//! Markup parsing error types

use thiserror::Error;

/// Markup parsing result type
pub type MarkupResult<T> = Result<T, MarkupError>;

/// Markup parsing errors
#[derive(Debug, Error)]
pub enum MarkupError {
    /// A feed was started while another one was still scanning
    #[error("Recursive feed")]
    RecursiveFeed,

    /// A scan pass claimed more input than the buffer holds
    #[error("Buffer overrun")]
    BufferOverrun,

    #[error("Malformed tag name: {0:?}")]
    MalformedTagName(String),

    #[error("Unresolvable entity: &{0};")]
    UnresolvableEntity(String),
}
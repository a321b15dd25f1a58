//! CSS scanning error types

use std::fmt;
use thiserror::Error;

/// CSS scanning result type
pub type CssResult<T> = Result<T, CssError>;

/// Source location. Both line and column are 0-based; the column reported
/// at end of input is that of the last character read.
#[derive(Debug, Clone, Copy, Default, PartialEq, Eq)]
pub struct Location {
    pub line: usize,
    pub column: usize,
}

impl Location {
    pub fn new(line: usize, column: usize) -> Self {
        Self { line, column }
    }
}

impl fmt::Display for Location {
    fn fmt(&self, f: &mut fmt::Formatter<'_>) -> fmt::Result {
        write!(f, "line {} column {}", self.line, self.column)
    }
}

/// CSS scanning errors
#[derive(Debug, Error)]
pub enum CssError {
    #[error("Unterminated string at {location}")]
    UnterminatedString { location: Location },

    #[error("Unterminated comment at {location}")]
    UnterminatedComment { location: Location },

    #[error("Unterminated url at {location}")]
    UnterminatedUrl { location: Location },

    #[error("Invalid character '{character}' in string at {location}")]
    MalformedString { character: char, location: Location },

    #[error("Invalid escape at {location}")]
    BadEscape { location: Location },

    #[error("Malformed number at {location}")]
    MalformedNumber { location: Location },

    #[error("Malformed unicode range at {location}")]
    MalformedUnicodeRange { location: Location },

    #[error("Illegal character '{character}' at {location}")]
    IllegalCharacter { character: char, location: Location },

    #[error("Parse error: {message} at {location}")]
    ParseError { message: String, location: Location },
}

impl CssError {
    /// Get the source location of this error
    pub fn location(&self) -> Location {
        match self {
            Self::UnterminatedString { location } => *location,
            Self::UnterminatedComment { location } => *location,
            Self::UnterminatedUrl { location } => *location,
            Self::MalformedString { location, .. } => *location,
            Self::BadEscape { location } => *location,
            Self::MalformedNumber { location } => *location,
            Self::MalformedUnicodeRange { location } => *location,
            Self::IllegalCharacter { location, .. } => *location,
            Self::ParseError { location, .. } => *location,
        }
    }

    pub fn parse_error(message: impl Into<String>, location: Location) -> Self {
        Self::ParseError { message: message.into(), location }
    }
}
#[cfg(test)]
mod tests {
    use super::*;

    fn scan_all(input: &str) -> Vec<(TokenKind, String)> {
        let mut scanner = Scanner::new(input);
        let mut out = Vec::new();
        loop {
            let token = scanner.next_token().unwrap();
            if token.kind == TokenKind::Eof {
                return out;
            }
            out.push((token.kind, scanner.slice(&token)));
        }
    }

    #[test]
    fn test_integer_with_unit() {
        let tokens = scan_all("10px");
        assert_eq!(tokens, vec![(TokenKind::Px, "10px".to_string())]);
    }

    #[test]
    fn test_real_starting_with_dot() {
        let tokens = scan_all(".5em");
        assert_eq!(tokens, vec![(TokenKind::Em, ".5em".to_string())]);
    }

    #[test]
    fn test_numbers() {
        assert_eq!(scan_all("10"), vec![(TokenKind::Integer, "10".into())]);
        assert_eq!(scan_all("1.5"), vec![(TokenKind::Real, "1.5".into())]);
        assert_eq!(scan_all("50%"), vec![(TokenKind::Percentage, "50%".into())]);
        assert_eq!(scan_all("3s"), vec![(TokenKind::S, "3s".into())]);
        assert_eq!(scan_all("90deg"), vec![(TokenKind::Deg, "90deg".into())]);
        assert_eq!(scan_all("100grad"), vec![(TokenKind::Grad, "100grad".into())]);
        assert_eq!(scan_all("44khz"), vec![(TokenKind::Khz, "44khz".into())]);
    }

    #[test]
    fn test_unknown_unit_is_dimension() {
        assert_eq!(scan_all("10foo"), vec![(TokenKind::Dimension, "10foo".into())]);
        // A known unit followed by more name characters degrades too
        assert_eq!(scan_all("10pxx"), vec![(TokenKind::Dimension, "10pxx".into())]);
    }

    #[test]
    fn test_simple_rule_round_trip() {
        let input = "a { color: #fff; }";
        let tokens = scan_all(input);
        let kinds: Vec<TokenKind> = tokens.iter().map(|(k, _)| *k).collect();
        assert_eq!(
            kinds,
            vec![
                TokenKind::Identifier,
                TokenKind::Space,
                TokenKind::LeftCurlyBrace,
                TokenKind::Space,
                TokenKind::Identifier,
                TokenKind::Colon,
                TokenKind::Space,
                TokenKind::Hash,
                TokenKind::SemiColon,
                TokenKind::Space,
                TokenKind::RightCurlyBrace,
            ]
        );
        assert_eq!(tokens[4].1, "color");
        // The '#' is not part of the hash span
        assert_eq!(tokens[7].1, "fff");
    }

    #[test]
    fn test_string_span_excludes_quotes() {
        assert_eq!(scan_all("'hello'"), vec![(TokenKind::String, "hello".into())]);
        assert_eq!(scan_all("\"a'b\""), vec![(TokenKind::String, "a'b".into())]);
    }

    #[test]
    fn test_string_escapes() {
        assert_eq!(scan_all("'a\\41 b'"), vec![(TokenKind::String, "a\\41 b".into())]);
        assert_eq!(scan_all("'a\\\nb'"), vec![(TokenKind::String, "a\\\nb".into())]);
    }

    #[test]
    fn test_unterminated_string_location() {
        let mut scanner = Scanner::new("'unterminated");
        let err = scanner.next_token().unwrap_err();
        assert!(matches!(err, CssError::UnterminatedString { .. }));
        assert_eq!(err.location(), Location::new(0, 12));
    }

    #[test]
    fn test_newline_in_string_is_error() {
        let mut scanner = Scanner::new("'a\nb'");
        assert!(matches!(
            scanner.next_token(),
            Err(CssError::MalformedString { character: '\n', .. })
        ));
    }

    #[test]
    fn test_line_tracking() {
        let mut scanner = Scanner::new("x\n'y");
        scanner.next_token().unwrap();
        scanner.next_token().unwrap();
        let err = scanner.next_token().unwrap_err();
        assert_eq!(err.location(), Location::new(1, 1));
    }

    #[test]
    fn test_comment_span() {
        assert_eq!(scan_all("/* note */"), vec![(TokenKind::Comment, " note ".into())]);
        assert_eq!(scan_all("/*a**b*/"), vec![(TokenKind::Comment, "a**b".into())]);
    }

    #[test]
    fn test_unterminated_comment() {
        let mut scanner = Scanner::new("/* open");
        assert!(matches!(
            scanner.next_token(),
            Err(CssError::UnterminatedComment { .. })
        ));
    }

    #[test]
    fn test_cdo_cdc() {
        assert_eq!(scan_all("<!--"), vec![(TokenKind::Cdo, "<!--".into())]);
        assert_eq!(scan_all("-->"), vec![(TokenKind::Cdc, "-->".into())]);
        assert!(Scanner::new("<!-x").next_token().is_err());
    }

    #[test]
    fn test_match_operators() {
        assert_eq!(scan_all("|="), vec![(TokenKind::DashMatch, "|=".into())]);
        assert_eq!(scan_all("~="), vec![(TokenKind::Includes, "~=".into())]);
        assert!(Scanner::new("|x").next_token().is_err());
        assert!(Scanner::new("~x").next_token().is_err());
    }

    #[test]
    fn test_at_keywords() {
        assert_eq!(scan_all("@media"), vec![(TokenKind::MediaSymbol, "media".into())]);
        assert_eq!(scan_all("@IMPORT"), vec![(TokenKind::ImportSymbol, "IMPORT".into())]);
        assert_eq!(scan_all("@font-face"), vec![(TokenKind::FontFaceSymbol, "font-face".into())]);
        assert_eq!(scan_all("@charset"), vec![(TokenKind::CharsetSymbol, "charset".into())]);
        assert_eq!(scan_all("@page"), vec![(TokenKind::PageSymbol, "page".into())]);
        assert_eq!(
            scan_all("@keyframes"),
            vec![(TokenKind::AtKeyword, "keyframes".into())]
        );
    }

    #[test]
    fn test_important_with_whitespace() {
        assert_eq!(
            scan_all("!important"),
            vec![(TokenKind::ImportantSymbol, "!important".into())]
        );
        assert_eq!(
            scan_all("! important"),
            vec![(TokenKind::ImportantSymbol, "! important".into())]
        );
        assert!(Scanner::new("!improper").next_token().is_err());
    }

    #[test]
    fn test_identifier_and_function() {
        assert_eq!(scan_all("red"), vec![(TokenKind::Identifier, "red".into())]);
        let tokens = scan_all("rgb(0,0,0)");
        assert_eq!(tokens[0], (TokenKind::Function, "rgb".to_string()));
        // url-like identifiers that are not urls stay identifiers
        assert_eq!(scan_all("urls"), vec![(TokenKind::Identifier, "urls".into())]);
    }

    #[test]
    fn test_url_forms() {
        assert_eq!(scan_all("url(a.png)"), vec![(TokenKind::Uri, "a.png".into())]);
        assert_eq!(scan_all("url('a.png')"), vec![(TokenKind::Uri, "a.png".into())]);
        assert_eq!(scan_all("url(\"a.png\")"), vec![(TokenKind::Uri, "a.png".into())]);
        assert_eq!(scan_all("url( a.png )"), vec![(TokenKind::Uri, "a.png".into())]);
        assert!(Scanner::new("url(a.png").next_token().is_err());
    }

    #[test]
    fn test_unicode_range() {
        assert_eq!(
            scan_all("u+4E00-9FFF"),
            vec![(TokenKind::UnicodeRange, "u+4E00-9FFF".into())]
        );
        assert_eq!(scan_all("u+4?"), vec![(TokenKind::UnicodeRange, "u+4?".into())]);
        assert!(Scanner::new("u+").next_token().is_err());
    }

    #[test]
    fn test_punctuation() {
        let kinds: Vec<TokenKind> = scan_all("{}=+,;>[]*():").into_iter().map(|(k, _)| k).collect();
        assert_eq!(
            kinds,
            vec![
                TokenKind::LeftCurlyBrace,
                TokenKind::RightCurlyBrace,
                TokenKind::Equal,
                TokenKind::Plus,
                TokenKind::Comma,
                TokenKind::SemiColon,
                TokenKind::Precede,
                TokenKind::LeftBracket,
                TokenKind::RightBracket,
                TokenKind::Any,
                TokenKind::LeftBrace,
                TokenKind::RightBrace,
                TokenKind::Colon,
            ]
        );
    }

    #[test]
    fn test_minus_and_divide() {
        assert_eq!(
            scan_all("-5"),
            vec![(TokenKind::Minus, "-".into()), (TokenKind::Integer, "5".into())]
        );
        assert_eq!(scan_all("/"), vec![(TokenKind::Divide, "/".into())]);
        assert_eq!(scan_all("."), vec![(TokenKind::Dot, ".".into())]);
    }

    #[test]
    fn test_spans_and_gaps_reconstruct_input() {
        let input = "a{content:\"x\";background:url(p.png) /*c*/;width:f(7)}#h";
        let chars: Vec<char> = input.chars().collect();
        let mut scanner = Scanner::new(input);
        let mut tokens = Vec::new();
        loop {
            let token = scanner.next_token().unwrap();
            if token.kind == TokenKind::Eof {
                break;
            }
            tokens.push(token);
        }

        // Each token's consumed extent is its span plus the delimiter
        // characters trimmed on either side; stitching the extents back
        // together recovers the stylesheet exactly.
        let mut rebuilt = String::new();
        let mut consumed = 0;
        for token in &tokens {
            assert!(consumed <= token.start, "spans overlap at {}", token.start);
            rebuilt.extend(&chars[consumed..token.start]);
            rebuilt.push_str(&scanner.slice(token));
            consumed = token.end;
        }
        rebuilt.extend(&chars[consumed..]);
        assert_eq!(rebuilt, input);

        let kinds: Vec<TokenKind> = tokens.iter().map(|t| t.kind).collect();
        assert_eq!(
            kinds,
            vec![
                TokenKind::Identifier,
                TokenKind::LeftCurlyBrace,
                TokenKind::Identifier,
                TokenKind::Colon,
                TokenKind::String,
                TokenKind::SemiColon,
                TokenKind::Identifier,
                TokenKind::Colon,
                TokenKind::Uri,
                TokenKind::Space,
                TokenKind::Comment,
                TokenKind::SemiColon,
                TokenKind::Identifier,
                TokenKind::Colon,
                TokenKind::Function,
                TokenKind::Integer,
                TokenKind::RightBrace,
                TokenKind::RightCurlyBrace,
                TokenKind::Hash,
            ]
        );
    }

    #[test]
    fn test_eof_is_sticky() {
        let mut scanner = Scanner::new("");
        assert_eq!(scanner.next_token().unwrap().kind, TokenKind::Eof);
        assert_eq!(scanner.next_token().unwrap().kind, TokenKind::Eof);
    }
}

************

→ What is being asked
Copy each line of the listing above that includes the word "MalformedNumber".

→ Result of this task
    MalformedNumber { location: Location },
            Self::MalformedNumber { location } => *location,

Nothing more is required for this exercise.